Grab (part one)

Hunt with your bare hands!  This is the world of grabbling, where the mightiest warriors in the land equip themselves with wildlife by ramming their arms down various throats and making them into weapons.  Delve deep underground in this low fantasy epic where the grabbler Beocroak, sole survivor of a petty bloodbath, must battle his way out of a rising ghostly city capitalizing on all that foolish subterranean death.  Should he make it out of that cavernous grave, there is still the harsh world beyond, of Goodly and ghastly gods, of giant floating eyes watching your every move, and of sinister curses illuminated by green witchfire.

Grab

by

Blaine Arcade

(estimated reading time: 1 hour, 22 minutes) (time for entire novel: 10 hours, 44 minutes)

Curse

Bound in hide, scorch-writ on wood, death diverse and plenty harvested this tome from the minds and lore of men. Safe and content it sits upon the owner’s shelf, in the author’s legacy. You are a guest in its pages. Do not smudge with your fingers. Do not mar with your drool.

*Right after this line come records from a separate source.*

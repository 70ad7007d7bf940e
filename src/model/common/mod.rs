mod election;

pub use election::ElectionState;

/// Citizens are numbered sequentially.
pub type CitizenId = u32;
/// Parties are numbered sequentially.
pub type PartyId = u32;
/// Constituencies are numbered sequentially.
pub type ConstituencyId = u32;
/// Elections are numbered sequentially.
pub type ElectionId = u32;
use std::collections::HashSet;

use serde::{Deserialize, Serialize};

use crate::error::{Error, Result};
use crate::model::{
    common::{CitizenId, ConstituencyId, PartyId},
    db::constituency::{Candidate, Constituency},
};

use super::citizen::require_non_empty;

/// A candidate to stand in a constituency.
#[derive(Debug, Clone, Copy, PartialEq, Eq, Serialize, Deserialize)]
pub struct CandidateSpec {
    pub party_id: PartyId,
    pub citizen_id: CitizenId,
}

impl From<CandidateSpec> for Candidate {
    fn from(spec: CandidateSpec) -> Self {
        Self {
            party_id: spec.party_id,
            citizen_id: spec.citizen_id,
        }
    }
}

impl From<Candidate> for CandidateSpec {
    fn from(candidate: Candidate) -> Self {
        Self {
            party_id: candidate.party_id,
            citizen_id: candidate.citizen_id,
        }
    }
}

/// Check a slate of candidates has at most one per party, and no citizen standing twice.
pub fn validate_candidates(candidates: &[CandidateSpec]) -> Result<()> {
    let mut parties = HashSet::new();
    let mut citizens = HashSet::new();
    for candidate in candidates {
        if !parties.insert(candidate.party_id) {
            return Err(Error::bad_request(format!(
                "Party {} has more than one candidate",
                candidate.party_id
            )));
        }
        if !citizens.insert(candidate.citizen_id) {
            return Err(Error::bad_request(format!(
                "Citizen {} is standing more than once",
                candidate.citizen_id
            )));
        }
    }
    Ok(())
}

/// A constituency to create or replace.
#[derive(Debug, Clone, Serialize, Deserialize)]
pub struct ConstituencySpec {
    pub name: String,
    pub districts: Vec<String>,
    #[serde(default)]
    pub candidates: Vec<CandidateSpec>,
}

impl ConstituencySpec {
    pub fn validate(&self) -> Result<()> {
        require_non_empty("name", &self.name)?;
        if self.districts.is_empty() {
            return Err(Error::bad_request(format!(
                "Constituency '{}' covers no districts",
                self.name
            )));
        }
        for district in &self.districts {
            require_non_empty("districts", district)?;
        }
        validate_candidates(&self.candidates)
    }

    pub fn into_constituency(self, id: ConstituencyId) -> Constituency {
        Constituency {
            id,
            name: self.name,
            districts: self.districts,
            candidates: self.candidates.into_iter().map(Candidate::from).collect(),
        }
    }
}

/// A constituency, as presented to API clients.
#[derive(Debug, Clone, PartialEq, Eq, Serialize, Deserialize)]
pub struct ConstituencyDescription {
    pub id: ConstituencyId,
    pub name: String,
    pub districts: Vec<String>,
    pub candidates: Vec<CandidateSpec>,
}

impl From<Constituency> for ConstituencyDescription {
    fn from(constituency: Constituency) -> Self {
        Self {
            id: constituency.id,
            name: constituency.name,
            districts: constituency.districts,
            candidates: constituency
                .candidates
                .into_iter()
                .map(CandidateSpec::from)
                .collect(),
        }
    }
}

#[cfg(test)]
mod examples {
    use super::*;

    impl ConstituencySpec {
        pub fn example(candidates: Vec<CandidateSpec>) -> Self {
            Self {
                name: "North Ward".to_string(),
                districts: vec!["Northfield".to_string(), "Hillside".to_string()],
                candidates,
            }
        }
    }
}
use std::fmt::Display;

use mongodb::bson::Bson;
use serde::{Deserialize, Serialize};

/// States in the election lifecycle.
#[derive(Debug, Copy, Clone, PartialEq, Eq, Hash, Serialize, Deserialize)]
pub enum ElectionState {
    /// Being set up. Constituencies and candidates may still change.
    Created,
    /// Open for voting.
    Started,
    /// Closed, with results tallied.
    Ended,
}

impl ElectionState {
    /// Can an election move directly from this state to `next`?
    pub fn can_become(self, next: ElectionState) -> bool {
        matches!(
            (self, next),
            (Self::Created, Self::Started) | (Self::Started, Self::Ended)
        )
    }

    /// Votes are only accepted while an election is running.
    pub fn accepts_votes(self) -> bool {
        self == Self::Started
    }
}

impl Display for ElectionState {
    fn fmt(&self, formatter: &mut std::fmt::Formatter<'_>) -> std::fmt::Result {
        write!(
            formatter,
            "{}",
            match self {
                Self::Created => "created",
                Self::Started => "started",
                Self::Ended => "ended",
            }
        )
    }
}

impl From<ElectionState> for Bson {
    fn from(state: ElectionState) -> Self {
        // Matches the serde representation.
        let name = match state {
            ElectionState::Created => "Created",
            ElectionState::Started => "Started",
            ElectionState::Ended => "Ended",
        };
        Bson::String(name.to_string())
    }
}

This is a meal for the soul, so do not eat or drink near it to avoid damage.

If you are unwelcome, if your eyes be thieves of words, know that you are cursed when these contents leave the shelf, lose their blanket of dust, and are not properly and primly returned. This curse has fingers that can touch in different ways. Should you abscond with the book you will die, and you will know it before it happens. Should you steal it with a lie, and claim to be its author, or its subject, your spirit will die, and your words will seem to reach no living ear, shouted from the bottom of a sinking wet hole.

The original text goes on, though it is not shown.